スイッチオン/オフを反転させるためにMOSFETをもう一つ追加してあります。接続が変わりますが、Pch MOSFETを使う方法もよいかもしれません。Q1、D3はMOSFETの入力保護用です。部品点数がやや多く、あまりコンパクトにならないのが難点です。
【クリントンバイパス】
下記バイパス方法解説ページに、クリントンバイパスというものが掲載されています。エフェクト入力部にFETスイッチやoptoisolator(フォトカプラ、オプトカプラ、フォトリレー等)を使うという方法です。
・The Ins and Outs of Effect Bypassing
さらに、バイパス時エフェクト回路の入力をGNDに接続するバージョン「SP」を考えました。

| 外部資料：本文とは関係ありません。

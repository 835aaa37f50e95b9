pub mod aggregator;
pub mod calibration;
pub mod simulated;
pub mod source;
pub mod types;

pub use aggregator::{Changes, MotionState};
pub use calibration::{CalibrationTracker, Envelope};
pub use simulated::{SimulatedSource, SimulatorSettings, MAX_TICK_HZ, MIN_TICK_HZ};
pub use source::{EventReceiver, EventSink, SampleSource, SourceError, SourceEvent};
pub use types::*;

use source::Inbound;
use thiserror::Error;
use tokio::sync::{mpsc, watch};

#[derive(Debug, Error)]
pub enum EngineError {
    #[error("Sample source refused to start: {0}")]
    Source(#[from] SourceError),
    #[error("Motion engine task is gone")]
    TaskGone,
}

/// Everything a presentation layer reads, published after every change.
#[derive(Debug, Clone, Default, PartialEq)]
pub struct MotionSnapshot {
    pub sample: MotionSample,
    /// Empty when the source has not reported an error.
    pub last_error: String,
    pub calibration: CalibrationTracker,
}

/// Owns a [`SampleSource`] and the state derived from it.
///
/// Source events and calibration commands travel on one queue into one
/// background task, so a `set_reference` issued after a sample was sent is
/// applied after that sample. Observers get immutable [`MotionSnapshot`]s
/// through a watch channel.
pub struct MotionEngine<S: SampleSource> {
    source: S,
    started: bool,
    snapshot_rx: watch::Receiver<MotionSnapshot>,
    /// Engine's own handle on the inbound queue, used for commands.
    commands: EventSink,
    task: tokio::task::JoinHandle<()>,
}

impl<S: SampleSource> MotionEngine<S> {
    /// Attach to `source` and spawn the processing task.
    ///
    /// Must be called from within a tokio runtime.
    pub fn new(mut source: S) -> Self {
        let (sink, inbound_rx) = EventSink::inbound_channel();
        let (snapshot_tx, snapshot_rx) = watch::channel(MotionSnapshot::default());

        let commands = sink.clone();
        source.attach(sink);
        let task = tokio::spawn(process_loop(inbound_rx, snapshot_tx));

        Self {
            source,
            started: false,
            snapshot_rx,
            commands,
            task,
        }
    }

    /// Begin consuming motion updates. No-op when already started.
    pub fn start(&mut self) -> Result<(), EngineError> {
        if self.started {
            return Ok(());
        }
        self.source.start_updates()?;
        self.started = true;
        tracing::info!("Motion updates started");
        Ok(())
    }

    /// Stop consuming motion updates. No-op when not started.
    pub fn stop(&mut self) {
        if !self.started {
            return;
        }
        self.source.stop_updates();
        self.started = false;
        tracing::info!("Motion updates stopped");
    }

    pub fn is_started(&self) -> bool {
        self.started
    }

    /// Mark the current attitude as center.
    ///
    /// Queued behind every event the source has already sent.
    pub fn set_reference(&self) -> Result<(), EngineError> {
        if self.commands.set_reference() {
            Ok(())
        } else {
            Err(EngineError::TaskGone)
        }
    }

    /// Latest published state (non-blocking).
    pub fn snapshot(&self) -> MotionSnapshot {
        self.snapshot_rx.borrow().clone()
    }

    /// A receiver notified on every published change.
    pub fn subscribe(&self) -> watch::Receiver<MotionSnapshot> {
        self.snapshot_rx.clone()
    }

    pub fn source(&self) -> &S {
        &self.source
    }
}

impl<S: SampleSource> Drop for MotionEngine<S> {
    fn drop(&mut self) {
        self.stop();
        self.task.abort();
    }
}

/// Background task: apply source events and commands in queue order,
/// publish snapshots.
async fn process_loop(
    mut inbound_rx: mpsc::UnboundedReceiver<Inbound>,
    snapshot_tx: watch::Sender<MotionSnapshot>,
) {
    let mut state = MotionState::new();
    let mut tracker = CalibrationTracker::new();
    let mut update_count: u64 = 0;

    let publish = |state: &MotionState, tracker: &CalibrationTracker| {
        let _ = snapshot_tx.send(MotionSnapshot {
            sample: *state.sample(),
            last_error: state.last_error().to_owned(),
            calibration: *tracker,
        });
    };

    while let Some(inbound) = inbound_rx.recv().await {
        match inbound {
            Inbound::Source(event) => {
                tracing::trace!(?event, "Source event");

                let changes = state.apply(event);
                if changes.error {
                    tracing::warn!(error = state.last_error(), "Motion source error");
                }
                if changes.sample {
                    tracker.on_sample(state.sample());
                    update_count += 1;
                    if update_count % 1000 == 0 {
                        tracing::debug!(update_count, "Motion updates processed");
                    }
                }
                if changes.any() {
                    publish(&state, &tracker);
                }
            }
            Inbound::SetReference => {
                tracker.set_reference();
                publish(&state, &tracker);
            }
        }
    }
    tracing::debug!("Motion inbound queue closed");
}
use crate::CertificateManager;
use anyhow::{anyhow, Context};
use rustls::crypto::aws_lc_rs::sign::any_supported_type;
use rustls::server::{ClientHello, ResolvesServerCert};
use rustls::sign::CertifiedKey;
use rustls::ServerConfig;
use rustls_pki_types::{CertificateDer, PrivateKeyDer, PrivatePkcs1KeyDer};
use std::fmt::Debug;
use std::sync::Arc;
use tokio::io::{AsyncReadExt, AsyncWriteExt};
use tokio::net::{TcpListener, TcpStream};
use tokio_rustls::TlsAcceptor;
use tracing::{debug, info, warn};

/// rustls certificate resolver backed by the manager's in-memory map.
/// `start` has already provisioned every known host, so resolution never
/// waits on the network; unknown hosts abort the handshake.
pub struct ManagerCertResolver {
    manager: Arc<CertificateManager>,
}

impl ManagerCertResolver {
    pub fn new(manager: Arc<CertificateManager>) -> Self {
        Self { manager }
    }

    fn certified_key(&self, server_name: &str) -> anyhow::Result<Arc<CertifiedKey>> {
        let bundle = self
            .manager
            .cached_certificate(server_name)
            .ok_or_else(|| anyhow!("no certificate available for {server_name}"))?;
        let chain = bundle
            .chain()
            .iter()
            .map(|der| CertificateDer::from(der.clone()))
            .collect();
        let key_der = PrivateKeyDer::from(PrivatePkcs1KeyDer::from(
            bundle.private_key().to_pkcs1_der()?,
        ));
        let signing_key = any_supported_type(&key_der)
            .map_err(|e| anyhow!("private key rejected by TLS stack: {e}"))?;
        Ok(Arc::new(CertifiedKey::new(chain, signing_key)))
    }
}

impl Debug for ManagerCertResolver {
    fn fmt(&self, f: &mut std::fmt::Formatter<'_>) -> std::fmt::Result {
        f.debug_struct("ManagerCertResolver").finish_non_exhaustive()
    }
}

impl ResolvesServerCert for ManagerCertResolver {
    fn resolve(&self, client_hello: ClientHello<'_>) -> Option<Arc<CertifiedKey>> {
        let server_name = client_hello.server_name()?;
        match self.certified_key(server_name) {
            Ok(key) => Some(key),
            Err(err) => {
                warn!("no usable certificate for TLS handshake with {server_name}: {err:#}");
                None
            }
        }
    }
}

/// Serves a trivial HTTPS endpoint using the manager for certificate
/// selection. Every request gets a one-line status body; the point is the
/// handshake, not the content.
pub async fn serve(manager: Arc<CertificateManager>, addr: &str) -> anyhow::Result<()> {
    let resolver = Arc::new(ManagerCertResolver::new(manager));
    // name the provider explicitly: the dependency graph carries more than
    // one rustls crypto backend, so the implicit default would be ambiguous
    let provider = Arc::new(rustls::crypto::aws_lc_rs::default_provider());
    let config = ServerConfig::builder_with_provider(provider)
        .with_safe_default_protocol_versions()
        .context("selecting TLS protocol versions")?
        .with_no_client_auth()
        .with_cert_resolver(resolver);
    let acceptor = TlsAcceptor::from(Arc::new(config));
    let listener = TcpListener::bind(addr)
        .await
        .with_context(|| format!("binding TLS listener on {addr}"))?;
    info!("listening for TLS connections on {addr}");
    loop {
        let (stream, peer) = listener.accept().await.context("accepting connection")?;
        let acceptor = acceptor.clone();
        tokio::spawn(async move {
            if let Err(err) = handle_connection(acceptor, stream).await {
                debug!("connection from {peer} ended with error: {err:#}");
            }
        });
    }
}

async fn handle_connection(acceptor: TlsAcceptor, stream: TcpStream) -> anyhow::Result<()> {
    let mut tls = acceptor.accept(stream).await?;
    // drain the request head, then answer with a fixed response
    let mut buf = [0u8; 4096];
    let _ = tls.read(&mut buf).await?;
    let body = "certsteward is serving\n";
    let response = format!(
        "HTTP/1.1 200 OK\r\ncontent-type: text/plain\r\ncontent-length: {}\r\nconnection: close\r\n\r\n{body}",
        body.len()
    );
    tls.write_all(response.as_bytes()).await?;
    tls.shutdown().await?;
    Ok(())
}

バイパス時にTLP175Aが数十MΩ(実測100MΩ以上)になるので、バイパス音にほとんど影響がありません。一応10pF程度の容量(シールドケーブル10cm程度分)が信号経路にぶら下がりますが、2~3台程度であればまず問題ないでしょう。
もちろんLEDは直列ではなく別々に接続することもできます。こちらの方がインジケーター用LEDの輝度調整がしやすいと思います。

<フォトリレーの選択>
フォトリレーはソリッドステートリレーの一種で、各メーカーで同様の商品がありますが名称が違います(MOS FETリレー、PhotoMOSリレー等)。バイパス音への影響を少なくするため、できるだけ端子間容量が少ない方が望ましいです。
- TLP175A(秋月電子で65円)
端子間容量10pFで、消費電流も少なく低価格です。 - G3VM-21GR(500円程度)
高価ですが、低オン抵抗・低端子間容量(低C×Rタイプ)です。 - アナログフォトカプラ LCR0203(秋月電子で120円)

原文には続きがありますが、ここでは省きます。